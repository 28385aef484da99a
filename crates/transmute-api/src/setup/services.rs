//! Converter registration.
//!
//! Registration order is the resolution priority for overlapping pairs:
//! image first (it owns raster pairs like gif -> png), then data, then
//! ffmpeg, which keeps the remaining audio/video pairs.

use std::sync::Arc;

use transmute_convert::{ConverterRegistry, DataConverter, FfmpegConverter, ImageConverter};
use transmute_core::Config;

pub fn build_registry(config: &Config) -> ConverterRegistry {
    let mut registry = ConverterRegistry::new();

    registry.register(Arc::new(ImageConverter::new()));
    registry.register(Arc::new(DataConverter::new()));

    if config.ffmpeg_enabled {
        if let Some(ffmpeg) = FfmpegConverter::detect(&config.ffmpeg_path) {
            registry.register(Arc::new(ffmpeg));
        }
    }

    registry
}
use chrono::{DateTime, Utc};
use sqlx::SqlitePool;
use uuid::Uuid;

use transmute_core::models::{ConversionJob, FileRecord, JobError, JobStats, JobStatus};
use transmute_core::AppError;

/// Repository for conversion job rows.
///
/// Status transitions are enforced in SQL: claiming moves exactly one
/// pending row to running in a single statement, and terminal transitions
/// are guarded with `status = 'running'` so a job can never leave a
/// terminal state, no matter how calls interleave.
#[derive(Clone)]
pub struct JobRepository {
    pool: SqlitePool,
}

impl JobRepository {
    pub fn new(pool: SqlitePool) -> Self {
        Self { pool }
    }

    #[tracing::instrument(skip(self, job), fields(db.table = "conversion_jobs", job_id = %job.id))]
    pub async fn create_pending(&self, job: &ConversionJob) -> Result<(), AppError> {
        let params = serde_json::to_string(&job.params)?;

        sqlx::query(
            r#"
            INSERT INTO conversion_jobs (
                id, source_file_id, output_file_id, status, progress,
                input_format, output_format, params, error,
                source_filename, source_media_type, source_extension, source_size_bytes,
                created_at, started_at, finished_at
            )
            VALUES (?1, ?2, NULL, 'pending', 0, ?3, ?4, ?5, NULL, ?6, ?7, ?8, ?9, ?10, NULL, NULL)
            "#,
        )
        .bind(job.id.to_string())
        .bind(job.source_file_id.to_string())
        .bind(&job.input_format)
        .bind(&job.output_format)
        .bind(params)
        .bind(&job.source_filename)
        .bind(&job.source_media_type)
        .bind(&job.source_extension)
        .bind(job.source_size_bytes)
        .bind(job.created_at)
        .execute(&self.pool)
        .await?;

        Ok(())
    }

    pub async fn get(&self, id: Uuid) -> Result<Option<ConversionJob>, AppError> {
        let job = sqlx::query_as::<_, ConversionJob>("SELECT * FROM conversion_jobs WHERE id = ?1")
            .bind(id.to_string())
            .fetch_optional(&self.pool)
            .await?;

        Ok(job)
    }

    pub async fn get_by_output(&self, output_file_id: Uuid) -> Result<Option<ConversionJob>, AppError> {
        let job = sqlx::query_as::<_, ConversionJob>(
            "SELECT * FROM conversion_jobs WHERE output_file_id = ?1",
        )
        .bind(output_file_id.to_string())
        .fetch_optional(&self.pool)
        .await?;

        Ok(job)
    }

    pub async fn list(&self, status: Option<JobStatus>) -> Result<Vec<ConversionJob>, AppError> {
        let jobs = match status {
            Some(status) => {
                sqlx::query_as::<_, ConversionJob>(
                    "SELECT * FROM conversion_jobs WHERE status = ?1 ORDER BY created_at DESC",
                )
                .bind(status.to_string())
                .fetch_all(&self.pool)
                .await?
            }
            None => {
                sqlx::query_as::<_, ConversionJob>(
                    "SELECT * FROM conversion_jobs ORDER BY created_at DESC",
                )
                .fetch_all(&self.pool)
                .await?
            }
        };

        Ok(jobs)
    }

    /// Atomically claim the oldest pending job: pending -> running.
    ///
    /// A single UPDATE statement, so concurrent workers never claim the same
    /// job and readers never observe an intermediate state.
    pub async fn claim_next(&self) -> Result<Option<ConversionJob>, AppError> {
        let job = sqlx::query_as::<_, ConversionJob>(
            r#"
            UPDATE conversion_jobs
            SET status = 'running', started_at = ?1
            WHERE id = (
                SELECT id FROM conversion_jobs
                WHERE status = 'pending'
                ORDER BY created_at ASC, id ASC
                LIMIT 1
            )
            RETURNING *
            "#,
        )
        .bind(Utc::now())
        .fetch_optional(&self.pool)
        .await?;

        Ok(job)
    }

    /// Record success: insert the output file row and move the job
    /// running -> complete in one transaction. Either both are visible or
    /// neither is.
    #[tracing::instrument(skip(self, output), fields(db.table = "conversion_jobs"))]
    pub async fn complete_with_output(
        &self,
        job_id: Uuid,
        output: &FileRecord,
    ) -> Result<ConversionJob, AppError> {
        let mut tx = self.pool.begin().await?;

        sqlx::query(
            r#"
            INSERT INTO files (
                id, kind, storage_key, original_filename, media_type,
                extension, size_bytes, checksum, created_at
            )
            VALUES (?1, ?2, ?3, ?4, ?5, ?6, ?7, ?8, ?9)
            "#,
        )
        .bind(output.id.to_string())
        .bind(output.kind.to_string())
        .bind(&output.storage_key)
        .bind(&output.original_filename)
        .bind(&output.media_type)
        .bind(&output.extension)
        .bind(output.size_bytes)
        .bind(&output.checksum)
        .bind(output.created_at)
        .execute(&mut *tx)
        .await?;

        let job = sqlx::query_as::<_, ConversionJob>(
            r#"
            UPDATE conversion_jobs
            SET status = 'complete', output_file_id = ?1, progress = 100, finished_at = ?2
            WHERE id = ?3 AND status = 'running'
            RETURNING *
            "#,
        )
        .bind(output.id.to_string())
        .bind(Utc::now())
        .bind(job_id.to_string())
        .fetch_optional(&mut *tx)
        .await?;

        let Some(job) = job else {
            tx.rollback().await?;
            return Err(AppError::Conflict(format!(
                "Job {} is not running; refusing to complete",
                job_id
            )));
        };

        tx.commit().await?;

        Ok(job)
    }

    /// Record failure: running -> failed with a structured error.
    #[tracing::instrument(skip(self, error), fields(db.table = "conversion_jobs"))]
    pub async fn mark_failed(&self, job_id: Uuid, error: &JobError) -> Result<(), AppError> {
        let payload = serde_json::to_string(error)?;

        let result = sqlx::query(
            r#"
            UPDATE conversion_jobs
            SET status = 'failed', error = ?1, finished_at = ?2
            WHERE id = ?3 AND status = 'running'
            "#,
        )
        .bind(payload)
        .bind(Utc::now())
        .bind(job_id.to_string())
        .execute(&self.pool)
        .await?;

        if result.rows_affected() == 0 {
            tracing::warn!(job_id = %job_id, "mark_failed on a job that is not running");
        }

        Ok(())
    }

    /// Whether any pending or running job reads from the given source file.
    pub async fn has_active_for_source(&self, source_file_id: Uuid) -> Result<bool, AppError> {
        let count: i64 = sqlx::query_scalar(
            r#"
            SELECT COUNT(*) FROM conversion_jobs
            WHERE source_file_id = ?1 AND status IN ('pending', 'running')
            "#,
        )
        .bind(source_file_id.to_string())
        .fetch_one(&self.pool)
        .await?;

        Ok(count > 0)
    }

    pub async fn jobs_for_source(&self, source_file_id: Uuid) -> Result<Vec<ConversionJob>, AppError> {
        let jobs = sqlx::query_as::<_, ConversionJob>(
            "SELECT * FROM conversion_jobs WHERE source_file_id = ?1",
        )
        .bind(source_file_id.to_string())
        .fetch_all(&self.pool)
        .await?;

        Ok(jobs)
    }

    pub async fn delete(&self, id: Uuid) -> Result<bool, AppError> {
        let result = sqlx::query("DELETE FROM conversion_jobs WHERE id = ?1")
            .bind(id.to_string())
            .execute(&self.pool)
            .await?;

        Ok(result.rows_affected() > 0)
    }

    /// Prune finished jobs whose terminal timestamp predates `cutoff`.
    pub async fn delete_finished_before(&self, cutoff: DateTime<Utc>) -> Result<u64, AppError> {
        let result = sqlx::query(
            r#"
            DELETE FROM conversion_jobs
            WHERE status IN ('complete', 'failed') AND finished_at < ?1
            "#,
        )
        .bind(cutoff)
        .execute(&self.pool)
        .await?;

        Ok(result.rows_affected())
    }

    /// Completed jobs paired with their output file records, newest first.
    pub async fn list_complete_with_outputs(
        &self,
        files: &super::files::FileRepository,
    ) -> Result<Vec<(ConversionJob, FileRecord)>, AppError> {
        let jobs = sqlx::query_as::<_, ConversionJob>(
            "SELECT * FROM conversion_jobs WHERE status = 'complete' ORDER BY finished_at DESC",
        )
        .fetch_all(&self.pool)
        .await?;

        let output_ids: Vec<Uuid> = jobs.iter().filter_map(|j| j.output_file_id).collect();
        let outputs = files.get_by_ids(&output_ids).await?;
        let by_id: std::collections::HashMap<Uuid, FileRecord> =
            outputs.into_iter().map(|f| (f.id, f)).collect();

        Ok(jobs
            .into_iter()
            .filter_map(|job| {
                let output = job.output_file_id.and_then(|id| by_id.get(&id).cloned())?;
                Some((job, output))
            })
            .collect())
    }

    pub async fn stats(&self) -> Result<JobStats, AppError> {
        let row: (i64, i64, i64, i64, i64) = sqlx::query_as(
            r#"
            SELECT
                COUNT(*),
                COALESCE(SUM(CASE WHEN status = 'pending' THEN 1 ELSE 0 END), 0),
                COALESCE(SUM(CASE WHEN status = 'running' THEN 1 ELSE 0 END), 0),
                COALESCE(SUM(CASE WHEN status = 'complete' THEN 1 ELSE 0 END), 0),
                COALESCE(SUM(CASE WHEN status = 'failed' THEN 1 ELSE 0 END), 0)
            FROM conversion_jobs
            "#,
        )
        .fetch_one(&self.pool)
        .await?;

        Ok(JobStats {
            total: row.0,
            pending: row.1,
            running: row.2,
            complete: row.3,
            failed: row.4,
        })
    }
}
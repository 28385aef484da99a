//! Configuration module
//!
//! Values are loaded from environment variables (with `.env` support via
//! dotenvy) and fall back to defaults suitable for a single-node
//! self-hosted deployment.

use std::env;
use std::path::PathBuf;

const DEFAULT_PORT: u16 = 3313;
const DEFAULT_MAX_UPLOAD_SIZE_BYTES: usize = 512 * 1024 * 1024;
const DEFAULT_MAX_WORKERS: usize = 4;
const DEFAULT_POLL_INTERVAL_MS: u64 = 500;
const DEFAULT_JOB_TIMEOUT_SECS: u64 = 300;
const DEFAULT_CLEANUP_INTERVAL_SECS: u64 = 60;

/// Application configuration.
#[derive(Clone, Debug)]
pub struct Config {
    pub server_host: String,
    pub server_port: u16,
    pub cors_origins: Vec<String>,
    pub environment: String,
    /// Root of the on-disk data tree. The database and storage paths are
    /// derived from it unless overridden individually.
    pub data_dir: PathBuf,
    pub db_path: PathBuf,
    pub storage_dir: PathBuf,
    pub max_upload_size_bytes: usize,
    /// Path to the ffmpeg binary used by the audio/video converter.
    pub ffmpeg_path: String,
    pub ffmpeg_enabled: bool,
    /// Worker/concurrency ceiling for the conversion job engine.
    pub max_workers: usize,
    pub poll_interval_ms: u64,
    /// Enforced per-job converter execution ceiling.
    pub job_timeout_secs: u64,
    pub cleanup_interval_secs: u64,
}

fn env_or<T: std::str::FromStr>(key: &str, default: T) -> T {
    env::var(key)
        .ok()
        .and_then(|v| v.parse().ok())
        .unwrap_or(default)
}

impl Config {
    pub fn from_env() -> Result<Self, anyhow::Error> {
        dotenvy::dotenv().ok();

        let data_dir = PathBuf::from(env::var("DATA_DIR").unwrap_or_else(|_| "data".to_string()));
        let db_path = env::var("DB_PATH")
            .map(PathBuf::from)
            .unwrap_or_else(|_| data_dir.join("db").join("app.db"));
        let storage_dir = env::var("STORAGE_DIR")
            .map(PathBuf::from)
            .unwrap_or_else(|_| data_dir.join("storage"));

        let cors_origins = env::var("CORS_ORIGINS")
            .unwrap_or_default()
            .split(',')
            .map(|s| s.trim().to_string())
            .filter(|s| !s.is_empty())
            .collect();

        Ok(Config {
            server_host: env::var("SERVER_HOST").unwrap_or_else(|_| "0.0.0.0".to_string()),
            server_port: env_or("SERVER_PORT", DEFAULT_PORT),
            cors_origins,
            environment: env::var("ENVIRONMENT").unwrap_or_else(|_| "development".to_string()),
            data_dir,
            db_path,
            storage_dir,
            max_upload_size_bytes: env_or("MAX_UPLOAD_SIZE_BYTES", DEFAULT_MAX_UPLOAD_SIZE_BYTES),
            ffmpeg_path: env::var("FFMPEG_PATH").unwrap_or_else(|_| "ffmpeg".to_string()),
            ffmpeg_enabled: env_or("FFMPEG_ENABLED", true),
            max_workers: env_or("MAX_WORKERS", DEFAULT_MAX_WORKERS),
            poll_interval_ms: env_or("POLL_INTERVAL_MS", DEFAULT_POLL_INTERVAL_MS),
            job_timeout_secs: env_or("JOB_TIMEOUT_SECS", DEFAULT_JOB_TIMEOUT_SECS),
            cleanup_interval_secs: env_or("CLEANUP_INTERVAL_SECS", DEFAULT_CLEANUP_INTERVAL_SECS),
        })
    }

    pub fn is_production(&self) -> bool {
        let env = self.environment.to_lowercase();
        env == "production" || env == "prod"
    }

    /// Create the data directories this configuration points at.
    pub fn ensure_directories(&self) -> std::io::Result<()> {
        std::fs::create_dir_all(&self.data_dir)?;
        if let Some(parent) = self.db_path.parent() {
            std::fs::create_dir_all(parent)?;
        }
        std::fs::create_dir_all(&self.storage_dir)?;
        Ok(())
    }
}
--
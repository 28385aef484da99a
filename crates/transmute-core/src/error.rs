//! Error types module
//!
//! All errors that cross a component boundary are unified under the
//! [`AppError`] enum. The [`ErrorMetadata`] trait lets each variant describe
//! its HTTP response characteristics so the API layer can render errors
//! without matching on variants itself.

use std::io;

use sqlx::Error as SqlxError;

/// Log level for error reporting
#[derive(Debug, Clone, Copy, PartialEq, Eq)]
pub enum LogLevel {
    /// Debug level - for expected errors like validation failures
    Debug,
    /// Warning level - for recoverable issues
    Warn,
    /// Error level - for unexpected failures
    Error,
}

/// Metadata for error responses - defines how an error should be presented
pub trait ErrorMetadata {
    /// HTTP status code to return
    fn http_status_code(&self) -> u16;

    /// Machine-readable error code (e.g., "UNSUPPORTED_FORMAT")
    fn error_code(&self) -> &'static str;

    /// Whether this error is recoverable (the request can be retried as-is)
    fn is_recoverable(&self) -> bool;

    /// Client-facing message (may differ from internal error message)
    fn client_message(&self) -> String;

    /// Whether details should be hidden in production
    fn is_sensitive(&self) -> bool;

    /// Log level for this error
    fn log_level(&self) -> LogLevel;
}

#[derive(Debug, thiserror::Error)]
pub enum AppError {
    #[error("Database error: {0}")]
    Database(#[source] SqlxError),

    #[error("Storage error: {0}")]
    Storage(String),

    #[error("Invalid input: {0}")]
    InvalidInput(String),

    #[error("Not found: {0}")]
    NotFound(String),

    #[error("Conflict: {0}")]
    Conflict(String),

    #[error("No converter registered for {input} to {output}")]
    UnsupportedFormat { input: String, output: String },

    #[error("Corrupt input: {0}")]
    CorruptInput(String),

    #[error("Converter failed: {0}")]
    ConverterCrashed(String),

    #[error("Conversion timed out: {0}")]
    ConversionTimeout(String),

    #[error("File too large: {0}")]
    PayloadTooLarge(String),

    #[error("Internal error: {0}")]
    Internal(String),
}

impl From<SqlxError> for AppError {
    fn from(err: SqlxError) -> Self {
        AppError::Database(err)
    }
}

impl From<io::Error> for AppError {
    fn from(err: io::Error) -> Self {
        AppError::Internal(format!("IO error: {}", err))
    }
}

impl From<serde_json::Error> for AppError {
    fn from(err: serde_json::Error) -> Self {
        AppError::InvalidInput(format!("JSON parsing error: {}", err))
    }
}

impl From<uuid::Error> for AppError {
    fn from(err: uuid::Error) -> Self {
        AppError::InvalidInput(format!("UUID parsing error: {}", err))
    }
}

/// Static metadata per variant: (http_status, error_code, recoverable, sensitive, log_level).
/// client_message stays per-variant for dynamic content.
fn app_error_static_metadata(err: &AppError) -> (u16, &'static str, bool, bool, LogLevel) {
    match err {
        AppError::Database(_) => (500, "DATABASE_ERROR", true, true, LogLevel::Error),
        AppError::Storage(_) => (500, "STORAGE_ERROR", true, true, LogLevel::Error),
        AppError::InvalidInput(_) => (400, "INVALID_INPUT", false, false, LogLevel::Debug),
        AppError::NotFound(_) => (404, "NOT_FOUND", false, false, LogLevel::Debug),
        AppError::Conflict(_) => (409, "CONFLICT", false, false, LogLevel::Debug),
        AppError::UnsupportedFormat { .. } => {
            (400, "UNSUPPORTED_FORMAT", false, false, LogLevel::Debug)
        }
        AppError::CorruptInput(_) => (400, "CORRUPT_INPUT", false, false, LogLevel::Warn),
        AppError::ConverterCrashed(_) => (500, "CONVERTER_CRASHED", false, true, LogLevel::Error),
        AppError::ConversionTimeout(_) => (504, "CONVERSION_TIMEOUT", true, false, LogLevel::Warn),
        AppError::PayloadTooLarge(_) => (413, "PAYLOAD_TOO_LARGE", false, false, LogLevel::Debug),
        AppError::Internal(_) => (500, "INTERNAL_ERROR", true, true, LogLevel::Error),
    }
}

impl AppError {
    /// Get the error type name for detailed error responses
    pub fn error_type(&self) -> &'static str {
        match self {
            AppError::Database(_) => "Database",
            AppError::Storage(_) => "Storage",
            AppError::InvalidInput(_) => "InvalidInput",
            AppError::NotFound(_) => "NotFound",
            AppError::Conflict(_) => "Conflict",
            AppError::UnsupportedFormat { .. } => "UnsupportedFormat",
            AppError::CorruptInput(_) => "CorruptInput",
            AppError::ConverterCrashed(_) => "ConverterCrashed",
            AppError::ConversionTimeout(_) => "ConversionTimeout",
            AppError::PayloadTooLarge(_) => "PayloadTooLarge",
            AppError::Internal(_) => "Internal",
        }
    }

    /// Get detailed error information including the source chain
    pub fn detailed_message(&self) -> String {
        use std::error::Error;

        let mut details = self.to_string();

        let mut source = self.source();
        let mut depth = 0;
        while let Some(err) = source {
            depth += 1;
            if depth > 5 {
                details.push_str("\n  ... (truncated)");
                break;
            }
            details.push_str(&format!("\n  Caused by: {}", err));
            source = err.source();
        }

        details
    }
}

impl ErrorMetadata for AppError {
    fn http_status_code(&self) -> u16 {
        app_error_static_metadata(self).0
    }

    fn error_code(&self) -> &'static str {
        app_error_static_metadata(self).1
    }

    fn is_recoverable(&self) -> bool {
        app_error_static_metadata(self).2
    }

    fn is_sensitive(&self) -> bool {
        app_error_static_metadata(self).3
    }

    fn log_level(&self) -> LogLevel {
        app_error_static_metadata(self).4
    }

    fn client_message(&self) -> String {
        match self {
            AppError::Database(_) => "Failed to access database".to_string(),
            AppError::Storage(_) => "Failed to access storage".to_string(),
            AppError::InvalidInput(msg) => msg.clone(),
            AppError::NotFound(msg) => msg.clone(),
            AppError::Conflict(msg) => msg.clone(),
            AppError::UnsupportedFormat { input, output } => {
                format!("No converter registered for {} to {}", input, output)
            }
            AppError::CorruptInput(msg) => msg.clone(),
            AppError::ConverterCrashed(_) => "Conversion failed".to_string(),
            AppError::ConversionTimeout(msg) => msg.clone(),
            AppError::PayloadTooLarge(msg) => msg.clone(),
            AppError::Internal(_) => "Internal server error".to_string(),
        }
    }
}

What the task requires: Only one stretch of the entries above is wanted: the lines from the one containing "for error reporting" through the one containing "code to return". Please reproduce it exactly.

Exercise answer:
/// Log level for error reporting
#[derive(Debug, Clone, Copy, PartialEq, Eq)]
pub enum LogLevel {
    /// Debug level - for expected errors like validation failures
    Debug,
    /// Warning level - for recoverable issues
    Warn,
    /// Error level - for unexpected failures
    Error,
}

/// Metadata for error responses - defines how an error should be presented
pub trait ErrorMetadata {
    /// HTTP status code to return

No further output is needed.